The dramatic biopic Tolkien hits cinemas on May 10th, and we were fortunate enough to speak with several people who worked on the film, including director Dome Karukoski. Karukoski is known for many of his Finnish films and his previous biopic, Tom of Finland. We spoke with Dome in London about diving in his second biopic and the world of J.R.R. Tolkien, the challenges he faced, and more. Read the full interview below.
Let’s start at the beginning, how did you first come to be attached to Tolkien?
DOME KARUKOSKI: I didn’t really think I was going to be taking on another biopic. That’s the problem with biopics! They’re rigid. There’s an ending and things you have to hit along the way because those are things which actually happened. After Tom of Finland I told myself, “No more biopics!” Then I read the script and I love Tolkien’s work so very much, so I suddenly found myself doing a biopic again.
I’d heard you were a big Lord of the Rings fan. Tell us about that.

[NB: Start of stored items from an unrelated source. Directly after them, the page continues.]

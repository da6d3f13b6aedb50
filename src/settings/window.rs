//! Open window detection.
//!
//! ```text
//! open_window_detection                 FF AF <0|1> <i8 °C/min×10> <u16 LE minutes>
//! restore_open_window_detection_status  FF 57 FF
//! ```

use crate::error::Result;
use crate::protocol::constants::Opcode;
use crate::protocol::frame::{scale, trigger, truncate, Frame, FrameWriter};
use crate::settings::required;

/// Open window detection parameters
#[derive(Debug, Clone, Copy, Default, PartialEq)]
#[cfg_attr(feature = "serde", derive(serde::Serialize, serde::Deserialize))]
pub struct OpenWindowDetection {
    /// Close the valve when a sudden temperature drop is detected
    pub enable: bool,
    /// Cooling rate that triggers detection, °C per minute. Required when enabled.
    #[cfg_attr(feature = "serde", serde(default, skip_serializing_if = "Option::is_none"))]
    pub rate: Option<f64>,
    /// How long the valve stays closed, minutes. Required when enabled.
    #[cfg_attr(feature = "serde", serde(default, skip_serializing_if = "Option::is_none"))]
    pub time: Option<f64>,
}

impl OpenWindowDetection {
    /// Detection enabled
    pub const fn enabled(rate: f64, time: f64) -> Self {
        Self {
            enable: true,
            rate: Some(rate),
            time: Some(time),
        }
    }

    /// Detection disabled
    pub const fn disabled() -> Self {
        Self {
            enable: false,
            rate: None,
            time: None,
        }
    }
}

/// Open window detection. Rate and time are zero when disabled.
///
/// The rate byte is signed and holds tenths, so rates above 12.7 °C/min wrap.
pub fn open_window_detection(detection: &OpenWindowDetection) -> Result<Frame> {
    let (rate, time) = if detection.enable {
        let rate = required("open_window_detection.rate", detection.rate)?;
        let time = required("open_window_detection.time", detection.time)?;
        (scale(rate), truncate(time))
    } else {
        (0, 0)
    };

    let mut writer = FrameWriter::<6>::new(Opcode::OpenWindowDetection)?;
    writer.write_u8(u8::from(detection.enable))?;
    writer.write_i8(rate as i8)?;
    writer.write_u16_le(time as u16)?;
    writer.finish()
}

/// Leave the open-window state. `false` produces no frame.
pub fn restore_open_window_detection(restore: bool) -> Option<Frame> {
    restore.then(|| trigger(Opcode::RestoreOpenWindowDetection))
}
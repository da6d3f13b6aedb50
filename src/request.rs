//! Typed configuration request.
//!
//! One optional field per recognised setting: `None` means "leave this
//! setting alone" and contributes no bytes. Numbers are `f64`; fractional
//! values are truncated when written, after any ×10 scaling.
//!
//! ## Example
//!
//! ```rust
//! use wt101_codec::{ConfigurationRequest, settings::FreezeProtection};
//!
//! let request = ConfigurationRequest::new()
//!     .with_timezone(8.0)
//!     .with_freeze_protection(FreezeProtection::enabled(5.0))
//!     .with_child_lock(true);
//!
//! let downlink = wt101_codec::encode(&request)?;
//! assert_eq!(downlink.len(), 4 + 5 + 3);
//! # Ok::<(), wt101_codec::EncodeError>(())
//! ```

use crate::settings::{
    ControlMode, FreezeProtection, OpenWindowDetection, TemperatureCalibration, TemperatureControl,
    ValveControlAlgorithm,
};

/// Device settings to push in one downlink
#[derive(Debug, Clone, Default, PartialEq)]
#[cfg_attr(feature = "serde", derive(serde::Serialize, serde::Deserialize))]
#[cfg_attr(feature = "serde", serde(default))]
pub struct ConfigurationRequest {
    /// Restart the device
    #[cfg_attr(feature = "serde", serde(skip_serializing_if = "Option::is_none"))]
    pub reboot: Option<bool>,
    /// Request an immediate status report
    #[cfg_attr(feature = "serde", serde(skip_serializing_if = "Option::is_none"))]
    pub report_status: Option<bool>,
    /// Request time synchronisation
    #[cfg_attr(feature = "serde", serde(skip_serializing_if = "Option::is_none"))]
    pub sync_time: Option<bool>,
    /// Report interval in minutes, 1-1440
    #[cfg_attr(feature = "serde", serde(skip_serializing_if = "Option::is_none"))]
    pub report_interval: Option<f64>,
    /// Timezone offset in hours, -12 to 12
    #[cfg_attr(feature = "serde", serde(skip_serializing_if = "Option::is_none"))]
    pub timezone: Option<f64>,
    /// Temperature sensor calibration
    #[cfg_attr(feature = "serde", serde(skip_serializing_if = "Option::is_none"))]
    pub temperature_calibration: Option<TemperatureCalibration>,
    /// Temperature control enable and mode
    #[cfg_attr(feature = "serde", serde(skip_serializing_if = "Option::is_none"))]
    pub temperature_control: Option<TemperatureControl>,
    /// Target temperature, whole °C
    #[cfg_attr(feature = "serde", serde(skip_serializing_if = "Option::is_none"))]
    pub temperature_target: Option<f64>,
    /// Target tolerance in °C; required with `temperature_target`
    #[cfg_attr(feature = "serde", serde(skip_serializing_if = "Option::is_none"))]
    pub temperature_error: Option<f64>,
    /// Open window detection
    #[cfg_attr(feature = "serde", serde(skip_serializing_if = "Option::is_none"))]
    pub open_window_detection: Option<OpenWindowDetection>,
    /// Leave the open-window state
    #[cfg_attr(feature = "serde", serde(skip_serializing_if = "Option::is_none"))]
    pub restore_open_window_detection_status: Option<bool>,
    /// Manual valve opening in percent, 0-100
    #[cfg_attr(feature = "serde", serde(skip_serializing_if = "Option::is_none"))]
    pub valve_opening: Option<f64>,
    /// Run a valve calibration
    #[cfg_attr(feature = "serde", serde(skip_serializing_if = "Option::is_none"))]
    pub valve_calibration: Option<bool>,
    /// Valve control algorithm
    #[cfg_attr(feature = "serde", serde(skip_serializing_if = "Option::is_none"))]
    pub valve_control_algorithm: Option<ValveControlAlgorithm>,
    /// Freeze protection
    #[cfg_attr(feature = "serde", serde(skip_serializing_if = "Option::is_none"))]
    pub freeze_protection: Option<FreezeProtection>,
    /// Child lock
    #[cfg_attr(feature = "serde", serde(skip_serializing_if = "Option::is_none"))]
    pub child_lock: Option<bool>,
}

impl ConfigurationRequest {
    /// An empty request (encodes to zero bytes)
    pub fn new() -> Self {
        Self::default()
    }

    /// Check if no setting is present
    pub fn is_empty(&self) -> bool {
        *self == Self::default()
    }

    /// Restart the device (`false` sends nothing)
    #[must_use]
    pub fn with_reboot(mut self, reboot: bool) -> Self {
        self.reboot = Some(reboot);
        self
    }

    /// Ask for a status report (`false` sends nothing)
    #[must_use]
    pub fn with_report_status(mut self, report_status: bool) -> Self {
        self.report_status = Some(report_status);
        self
    }

    /// Ask for time synchronisation (`false` sends nothing)
    #[must_use]
    pub fn with_sync_time(mut self, sync_time: bool) -> Self {
        self.sync_time = Some(sync_time);
        self
    }

    /// Set the report interval in minutes
    #[must_use]
    pub fn with_report_interval(mut self, minutes: f64) -> Self {
        self.report_interval = Some(minutes);
        self
    }

    /// Set the timezone offset in hours
    #[must_use]
    pub fn with_timezone(mut self, hours: f64) -> Self {
        self.timezone = Some(hours);
        self
    }

    /// Set the temperature sensor calibration
    #[must_use]
    pub fn with_temperature_calibration(mut self, calibration: TemperatureCalibration) -> Self {
        self.temperature_calibration = Some(calibration);
        self
    }

    /// Set `temperature_control.enable`, keeping any mode already set
    #[must_use]
    pub fn with_temperature_control_enable(mut self, enable: bool) -> Self {
        self.temperature_control.get_or_insert_with(TemperatureControl::default).enable = Some(enable);
        self
    }

    /// Set `temperature_control.mode`, keeping any enable flag already set
    #[must_use]
    pub fn with_temperature_control_mode(mut self, mode: ControlMode) -> Self {
        self.temperature_control.get_or_insert_with(TemperatureControl::default).mode = Some(mode);
        self
    }

    /// Set the target temperature together with its tolerance
    #[must_use]
    pub fn with_temperature_target(mut self, target: f64, error: f64) -> Self {
        self.temperature_target = Some(target);
        self.temperature_error = Some(error);
        self
    }

    /// Set open window detection
    #[must_use]
    pub fn with_open_window_detection(mut self, detection: OpenWindowDetection) -> Self {
        self.open_window_detection = Some(detection);
        self
    }

    /// Leave the open-window state (`false` sends nothing)
    #[must_use]
    pub fn with_restore_open_window_detection_status(mut self, restore: bool) -> Self {
        self.restore_open_window_detection_status = Some(restore);
        self
    }

    /// Set the manual valve opening in percent
    #[must_use]
    pub fn with_valve_opening(mut self, percent: f64) -> Self {
        self.valve_opening = Some(percent);
        self
    }

    /// Run a valve calibration (`false` sends nothing)
    #[must_use]
    pub fn with_valve_calibration(mut self, calibrate: bool) -> Self {
        self.valve_calibration = Some(calibrate);
        self
    }

    /// Set the valve control algorithm
    #[must_use]
    pub fn with_valve_control_algorithm(mut self, algorithm: ValveControlAlgorithm) -> Self {
        self.valve_control_algorithm = Some(algorithm);
        self
    }

    /// Set freeze protection
    #[must_use]
    pub fn with_freeze_protection(mut self, protection: FreezeProtection) -> Self {
        self.freeze_protection = Some(protection);
        self
    }

    /// Lock or unlock the device buttons
    #[must_use]
    pub fn with_child_lock(mut self, child_lock: bool) -> Self {
        self.child_lock = Some(child_lock);
        self
    }
}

KARUKOSKI: Yes, yes. When I was little, growing up, I didn’t have a father and I loved books so much, so the books became my friends. The characters were my family. I read The Hobbit and I loved Gandalf. Then I read The Silmarillion, The Lord of the Rings and went on to Tolkien’s other works – Leaf By Niggle and so on and so forth. Lord of the Rings gave me my first crush. My first crush was on an elf lady. Arwen, Luthien, so beautiful. I loved them. After that I went onto D&D – Dungeons & Dragons – and roleplaying and living as much as I could in that fantasy world. I was a wizard. I was always playing a wizard. It was then I had a real family – a fellowship – the same way J.R.R. Tolkien finds it in our movie. That feeling was something I really wanted to emulate. I wanted to capture Tolkien’s fellowship in – well, Tolkien – and how important each of those boys were to him in the early part of his life. Because I did not want to just explore his time creating The Lord of the Rings. That’s the problem with biopics, you know? You always get stuck showing the thing right before the person creates the work of art you love them for. We do that a little bit with some of the imagery at the Somme, but not too much.
You mentioned Luthien, how important was including the scene of Edith Pratt dancing for you? Since we know she’s the direct inspiration for Luthien. The moment where Beren comes upon her dancing in the forest has never been shown on screen and you got a chance to homage it in Tolkien.
KARUKOSKI: Oh, very important! I told you about my elf lady crush, right? This was another chance for us to get away from the problem with biopics. We got to show something which has never been seen and I felt very proud of how beautifully it turned out. I think I told Lily [Collins] to dance the way an elf princess would – free, and whimsical, and beautiful. The scene turned out very nice.
Speaking of Lily, what was the casting process like? How did you settle on her and Nicholas Hoult to play the Tolkiens?
KARUKOSKI: We actually cast Nick first. Yes, after I read the script he came to mind immediately and I really wanted him. Luckily, Fox suggested him and I was so happy. We had to do a little bit of scheduling to get him away from X-Men to come shoot with us. It worked out, though. So much of the movie depends on who you have playing Tolkien. We were lucky to have Nick. After that we got Lily. She’s such a wonderful actress and they were great when they read together. Then we moved onto casting the TCBS and that was so many chemistry reads. I wanted the fellowship quality with these three characters, so I had to see them all together. I was also casting the older generation of the TCBS at the same time as the younger generation, so the actors had to, yes, look alike, but they also had to be able to take on each other’s mannerisms so they felt like the same person growing up.
Were there any scenes or sequences that were particularly difficult to shoot? Maybe some of the scene set during The Somme?
KARUKOSKI: No, not The Somme. Actually, there’s a scene which takes place behind an opera and that was quite difficult. We shot it at night and it was really very cold. So, it’s cold, there are set ups, the actors have to speak lines, and act, and act like they’re not cold, and hit all the emotions going on in that scene.
Since you are such a Tolkien fan, do you consider yourself to be a specific member of his world?
KARUKOSKI: (laughs) I always thought I was a Numenorian or one of the Dunedain – one of Aragorn’s people – but my assistant laughed when I told her that. She says, “No! You are absolutely a hobbit!” and as a director I’m always eating really quick – eating first breakfast, then going to crafty for second breakfast – so, I have accepted that I am a hobbit.
To close out, is there a specific scene or moment you want audiences to look out for when they see Tolkien?
KARUKOSKI: The opera scene which we spoke about earlier. Everything in Tolkien is about homage – including that scene. The man himself was about homage. He loved King Arthur and he loved Beowulf. You can see them across his stores. The movie does the same thing. During the opera scene where he is dressed up as a knight – did you know Tolkien would dress up as a knight and scare the students at Oxford? We wanted to include that, but had to cut it. I hope people can see the homages we included in this film.
Tolkien opens in theaters on May 10th.